The government plans to train the country’s medical staff as quickly as possible, with the latest plan showing doubling the number of medical school training places to 15,000 by 2031 and adding more places in areas with the greatest shortage. Increase the number of GP training places by 50% to 6000 by 2031.

However, this plan will take several years to implement new staff. The short-term response of the British government is to introduce health workers from low-income countries, such as India, Pakistan, Egypt and so on.

The British government, on the other hand, sees NHS workers’ wage demands as an inflationary cause and has repeatedly said it will not raise taxes or borrow money to fund the NHS.

Limited funds are difficult to solve the demands of medical care. British Prime Minister Sunak also said that he “would like to give nurses a substantial salary increase”, but the government is now facing a difficult choice. Because money is being pumped into other parts of the NHS, such as buying more medical equipment and ambulances.

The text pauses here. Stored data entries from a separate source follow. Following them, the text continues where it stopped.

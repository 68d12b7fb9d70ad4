//! Monotonic time source

/// Monotonic millisecond clock
///
/// The counter is free-running and wraps after ~49 days; always compare
/// timestamps with [`elapsed_ms`].
pub trait Clock {
    /// Milliseconds since boot
    fn now_ms(&self) -> u32;
}

/// Milliseconds from `since` to `now`, tolerant of counter wrap
pub const fn elapsed_ms(since: u32, now: u32) -> u32 {
    now.wrapping_sub(since)
}
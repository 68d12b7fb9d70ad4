//! Wall-clock time
//!
//! The board has no battery-backed clock. A host sends the current Unix
//! time over the serial link; from then on the wall clock is derived from
//! the monotonic timer.

pub mod civil;
pub mod clock;
pub mod sync;

pub use civil::DateTime;
pub use clock::{format_date, format_time, WallClock};
pub use sync::{SyncError, SyncEvent, TimeSyncParser};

This also confirms that in the above-mentioned World Healthcare Innovation Index rankings, the UK’s financial sustainability score is the most obvious shortcoming, ranking 24th among 32 high-income countries.

The NHS is the poster child for a system that at one point tried to remove the profit motive from the delivery of care. Chen Zengxi believes that the current predicament is really painful for patients and frustrating for medical staff. Other countries in the world should also care about this issue.

What can I do? In December 2022, the Royal College of Nursing, Britain’s largest nurses union, organized its first strike since its founding 106 years ago. In June this year, junior doctors in the UK plan to go on strike for 3 days, and in August, junior doctors in the UK will take to the streets for the fifth time.